Wednesday, August 21, 2013

Mantis

The Mantis (praying mantis) is an effective predator and usually a welcome insect in organic gardening. There are many species of mantis in temperate and tropical climates worldwide.

The mantis is able to see up to 20 meters and has precise stereoscopic vision up close. They possess the unique ability to turn their heads 180ยบ, and use this ability to determine the relative distance of their prey. They wait motionless, relying on camouflage to conceal their presence while other insects wander close enough to reach. They strike within 30 to 50 thousandths of a second with incredible accuracy, and can even snatch flies and mosquitoes from the air. They hold their prey in their barbed forelimbs while they eat them alive. Mantids sometimes prey on animals much larger than themselves.

Mantids usually fly at night, when they are least vulnerable to natural predators like birds. They can hear and avoid the echolocation sounds made by bats.
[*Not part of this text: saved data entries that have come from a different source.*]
use chrono::{Days, NaiveDate};
use clap::ValueEnum;
use serde::Serialize;
use std::collections::HashMap;
use std::time::Instant;
use tracing::info;

use crate::aggregate::DomainDateCounts;
use crate::stats::RankedDomain;

pub const DEFAULT_WINDOW_DAYS: u32 = 30;
pub const DEFAULT_TOP: usize = 50;

/// Which side of the window cutoff is summed into the baseline totals.
#[derive(Debug, Clone, Copy, PartialEq, Eq, Default, ValueEnum, Serialize)]
#[serde(rename_all = "lowercase")]
pub enum Baseline {
    /// Dates at or before the cutoff.
    #[default]
    Older,
    /// Dates strictly after the cutoff.
    Newer,
}

impl Baseline {
    fn includes(self, date: NaiveDate, cutoff: NaiveDate) -> bool {
        match self {
            Self::Older => date <= cutoff,
            Self::Newer => date > cutoff,
        }
    }
}

#[derive(Debug, Clone, Copy)]
pub struct RankOptions {
    pub today: NaiveDate,
    pub window_days: u32,
    pub top: usize,
    pub baseline: Baseline,
}

impl RankOptions {
    pub fn new(today: NaiveDate) -> Self {
        Self {
            today,
            window_days: DEFAULT_WINDOW_DAYS,
            top: DEFAULT_TOP,
            baseline: Baseline::default(),
        }
    }

    pub fn cutoff(&self) -> NaiveDate {
        self.today
            .checked_sub_days(Days::new(u64::from(self.window_days)))
            .unwrap_or(NaiveDate::MIN)
    }
}

#[derive(Debug, Clone, PartialEq, Eq)]
pub struct Ranking {
    pub cutoff: NaiveDate,
    /// Highest all-time totals, descending, at most `top` entries.
    pub top: Vec<RankedDomain>,
    /// Every domain with a baseline total, descending.
    pub baseline: Vec<RankedDomain>,
    pub grand_total_current: u64,
    pub grand_total_baseline: u64,
}

impl Ranking {
    pub fn baseline_count(&self, domain: &str) -> Option<u64> {
        self.baseline
            .iter()
            .find(|entry| entry.domain == domain)
            .map(|entry| entry.count)
    }
}

/// Count descending, then domain ascending.
fn sorted_desc(totals: HashMap<&str, u64>) -> Vec<RankedDomain> {
    let mut ranked: Vec<RankedDomain> = totals
        .into_iter()
        .map(|(domain, count)| RankedDomain {
            domain: domain.to_string(),
            count,
        })
        .collect();
    ranked.sort_by(|a, b| b.count.cmp(&a.count).then_with(|| a.domain.cmp(&b.domain)));
    ranked
}

pub fn rank(counts: &DomainDateCounts, options: &RankOptions) -> Ranking {
    let start_time = Instant::now();
    let cutoff = options.cutoff();
    info!(
        action = "start",
        component = "ranker",
        cutoff = %cutoff,
        baseline = ?options.baseline,
        "Ranking domains"
    );

    let mut current_totals: HashMap<&str, u64> = HashMap::new();
    let mut baseline_totals: HashMap<&str, u64> = HashMap::new();

    for (date, domain, count) in counts.iter() {
        *current_totals.entry(domain).or_insert(0) += count;
        if options.baseline.includes(date, cutoff) {
            *baseline_totals.entry(domain).or_insert(0) += count;
        }
    }

    let grand_total_current: u64 = current_totals.values().sum();
    let grand_total_baseline: u64 = baseline_totals.values().sum();

    let mut top = sorted_desc(current_totals);
    top.truncate(options.top);
    let baseline = sorted_desc(baseline_totals);

    info!(
        action = "complete",
        component = "ranker",
        ranked = top.len(),
        baseline_domains = baseline.len(),
        grand_total_current,
        grand_total_baseline,
        duration_ms = start_time.elapsed().as_millis(),
        "Ranking completed"
    );

    Ranking {
        cutoff,
        top,
        baseline,
        grand_total_current,
        grand_total_baseline,
    }
}

#[cfg(test)]
mod tests {
    use super::*;
    use crate::stats::Record;

    fn day(y: i32, m: u32, d: u32) -> NaiveDate {
        NaiveDate::from_ymd_opt(y, m, d).unwrap()
    }

    fn record(date: NaiveDate, domain: &str) -> Record {
        Record {
            date,
            domain: domain.to_string(),
        }
    }

    fn ranked(domain: &str, count: u64) -> RankedDomain {
        RankedDomain {
            domain: domain.to_string(),
            count,
        }
    }

    #[test]
    fn worked_example() {
        let counts: DomainDateCounts = vec![
            record(day(2024, 1, 1), "x.com"),
            record(day(2024, 1, 1), "x.com"),
            record(day(2024, 2, 1), "x.com"),
        ]
        .into_iter()
        .collect();

        let ranking = rank(&counts, &RankOptions::new(day(2024, 2, 15)));
        assert_eq!(ranking.cutoff, day(2024, 1, 16));
        assert_eq!(ranking.top, vec![ranked("x.com", 3)]);
        assert_eq!(ranking.baseline, vec![ranked("x.com", 2)]);
        assert_eq!(ranking.grand_total_current, 3);
        assert_eq!(ranking.grand_total_baseline, 2);
    }

    #[test]
    fn cutoff_day_belongs_to_older_baseline() {
        let today = day(2024, 2, 15);
        let counts: DomainDateCounts = vec![
            record(day(2024, 1, 16), "edge.com"),
            record(day(2024, 1, 17), "late.com"),
        ]
        .into_iter()
        .collect();

        let older = rank(&counts, &RankOptions::new(today));
        assert_eq!(older.baseline_count("edge.com"), Some(1));
        assert_eq!(older.baseline_count("late.com"), None);

        let newer = rank(
            &counts,
            &RankOptions {
                baseline: Baseline::Newer,
                ..RankOptions::new(today)
            },
        );
        assert_eq!(newer.baseline_count("edge.com"), None);
        assert_eq!(newer.baseline_count("late.com"), Some(1));
        assert_eq!(newer.grand_total_current, 2);
    }

    #[test]
    fn shorter_window_moves_cutoff_forward() {
        let counts: DomainDateCounts = vec![
            record(day(2024, 2, 1), "x.com"),
            record(day(2024, 2, 8), "x.com"),
            record(day(2024, 2, 9), "x.com"),
        ]
        .into_iter()
        .collect();
        let options = RankOptions {
            window_days: 7,
            ..RankOptions::new(day(2024, 2, 15))
        };

        assert_eq!(options.cutoff(), day(2024, 2, 8));
        let ranking = rank(&counts, &options);
        assert_eq!(ranking.cutoff, day(2024, 2, 8));
        assert_eq!(ranking.baseline_count("x.com"), Some(2));
        assert_eq!(ranking.grand_total_baseline, 2);

        let month = rank(&counts, &RankOptions::new(day(2024, 2, 15)));
        assert_eq!(month.baseline_count("x.com"), None);
    }

    #[test]
    fn top_is_bounded_and_ties_break_by_name() {
        let mut records = Vec::new();
        for i in 0..60 {
            for _ in 0..(i % 3 + 1) {
                records.push(record(day(2024, 1, 1), &format!("d{i:02}.com")));
            }
        }
        let counts: DomainDateCounts = records.into_iter().collect();
        let ranking = rank(&counts, &RankOptions::new(day(2024, 2, 15)));

        assert_eq!(ranking.top.len(), DEFAULT_TOP);
        assert_eq!(ranking.top[0], ranked("d02.com", 3));
        assert_eq!(ranking.top[1], ranked("d05.com", 3));
        assert!(ranking.top.windows(2).all(|w| w[0].count >= w[1].count));
    }

    #[test]
    fn fewer_domains_than_top() {
        let counts: DomainDateCounts = vec![
            record(day(2024, 1, 1), "a.com"),
            record(day(2024, 1, 2), "b.com"),
        ]
        .into_iter()
        .collect();
        let ranking = rank(&counts, &RankOptions::new(day(2024, 2, 15)));
        assert_eq!(ranking.top.len(), 2);
    }

    #[test]
    fn empty_input_ranks_nothing() {
        let ranking = rank(&DomainDateCounts::default(), &RankOptions::new(day(2024, 2, 15)));
        assert!(ranking.top.is_empty());
        assert_eq!(ranking.grand_total_current, 0);
        assert_eq!(ranking.grand_total_baseline, 0);
    }
}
They are non-venomous and have no chemical defenses to discourage other animals from eating them.

Whether the mantis is useful in gardens depends on the intention of the gardener. Mantids prey on any insect they can catch including beneficial insects and other mantids. The common belief that a female mantis will devour her mate is a habit most often observed in captivity when the female is hungry. In the wild, males are very cautious around hungry females.

The mantis is most closely related to roaches and termites. They lay eggs in clusters of 10 to 400 eggs that are available for purchase at garden supply stores. Mantis nymphs, emerging from eggs look similar to adult mantids and often mimic ants. If prey is not immediately available, the nymphs will cannibalize each other. The typical life span of a mantis is 10 to 12 months.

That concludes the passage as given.